Why could she not be feeling both?


----------



## jld (Dec 1, 2013)

From reading soulpotato's story, and even MM's, I think it is pretty clear that the WS needs the support of the BS to heal. If the BS cannot give it, the relationship may never be repaired.

I know it seems like a lot to ask, but I think it is necessary for complete healing.


----------



## Mrs_Mathias (Nov 19, 2012)

Interestingly enough, the post on the other thread, where "all a WS deserves are scraps and they should be grateful for that" has been deleted. I apologize for replying to that idea out of context and giving anyone the impression that a BS honestly attempting R is scraps. What Matt offers me is certainly not scraps. It is the best he is capable if right now after all the hurt I inflicted on him. As he heals, his capabilities change.

What I was offended by, in the now non-existent post, is the idea that because someone has cheated they have no right to expect to have a fulfilling relationship at some point in the future. 

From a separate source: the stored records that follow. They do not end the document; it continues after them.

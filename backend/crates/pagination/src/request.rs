//! Page requests: which page, how large, and in what order.

use serde::{Deserialize, Serialize};

use crate::{PaginationError, SortOrder};

/// Page size used when the caller does not choose one.
pub const DEFAULT_PAGE_SIZE: u32 = 20;

/// Largest page size a caller may request.
pub const MAX_PAGE_SIZE: u32 = 100;

/// Zero-based page request with optional sort orders.
///
/// ## Invariants
/// - `size` is in `1..=MAX_PAGE_SIZE`.
///
/// # Examples
/// ```
/// use pagination::{PageRequest, SortOrder};
///
/// let request = PageRequest::new(1, 10)
///     .expect("valid page request")
///     .with_sort(vec![SortOrder::desc("id").expect("valid sort")]);
/// assert_eq!(request.offset(), 10);
/// assert_eq!(request.sort().len(), 1);
/// ```
#[derive(Debug, Clone, PartialEq, Eq, Serialize, Deserialize)]
pub struct PageRequest {
    page: u32,
    size: u32,
    sort: Vec<SortOrder>,
}

impl Default for PageRequest {
    fn default() -> Self {
        Self {
            page: 0,
            size: DEFAULT_PAGE_SIZE,
            sort: Vec::new(),
        }
    }
}

impl PageRequest {
    /// Build a request for `page` (zero-based) holding `size` items.
    ///
    /// # Errors
    /// Returns [`PaginationError::ZeroPageSize`] or
    /// [`PaginationError::PageSizeTooLarge`] when `size` is out of range.
    pub const fn new(page: u32, size: u32) -> Result<Self, PaginationError> {
        if size == 0 {
            return Err(PaginationError::ZeroPageSize);
        }
        if size > MAX_PAGE_SIZE {
            return Err(PaginationError::PageSizeTooLarge {
                max: MAX_PAGE_SIZE,
                requested: size,
            });
        }
        Ok(Self {
            page,
            size,
            sort: Vec::new(),
        })
    }

    /// Replace the sort orders.
    #[must_use]
    pub fn with_sort(mut self, sort: Vec<SortOrder>) -> Self {
        self.sort = sort;
        self
    }

    /// Zero-based page number.
    #[must_use]
    pub const fn page(&self) -> u32 {
        self.page
    }

    /// Maximum number of items on the page.
    #[must_use]
    pub const fn size(&self) -> u32 {
        self.size
    }

    /// Sort orders in priority order.
    #[must_use]
    pub fn sort(&self) -> &[SortOrder] {
        self.sort.as_slice()
    }

    /// Number of items preceding this page.
    #[must_use]
    pub fn offset(&self) -> u64 {
        // Widening multiplication cannot overflow u64.
        u64::from(self.page) * u64::from(self.size)
    }

    /// Same size and sort, different page number.
    #[must_use]
    pub fn at_page(&self, page: u32) -> Self {
        Self {
            page,
            size: self.size,
            sort: self.sort.clone(),
        }
    }
}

I apologize again for offending people that I know are doing what they can in their situations. That is not what I intended my post to refer to.
_Posted via Mobile Device_


----------



## Mrs_Mathias (Nov 19, 2012)

Here are the lessons I take from much of this thread:

1. All unmet needs in a relationship are imaginary and unimportant. "He brought me a yellow pencil when I wanted blue. "
2. Asking your spouse for change, asking for help, and seeking joint counseling are not adequate forms of communication. 
3. The only acceptable form of communication that a spouse should respond to is threatening to divorce.
4. If a person has petty want in a relationship - oh say such as affection, sexual fulfillment, or honesty - it is their fault because they didn't communicate in the required manner outlined above.
5. [edited to more accurately reflect previous posts] If a person is not being treated with love and respect in a relationship, it is because they didn't earn it. No one deserves anything.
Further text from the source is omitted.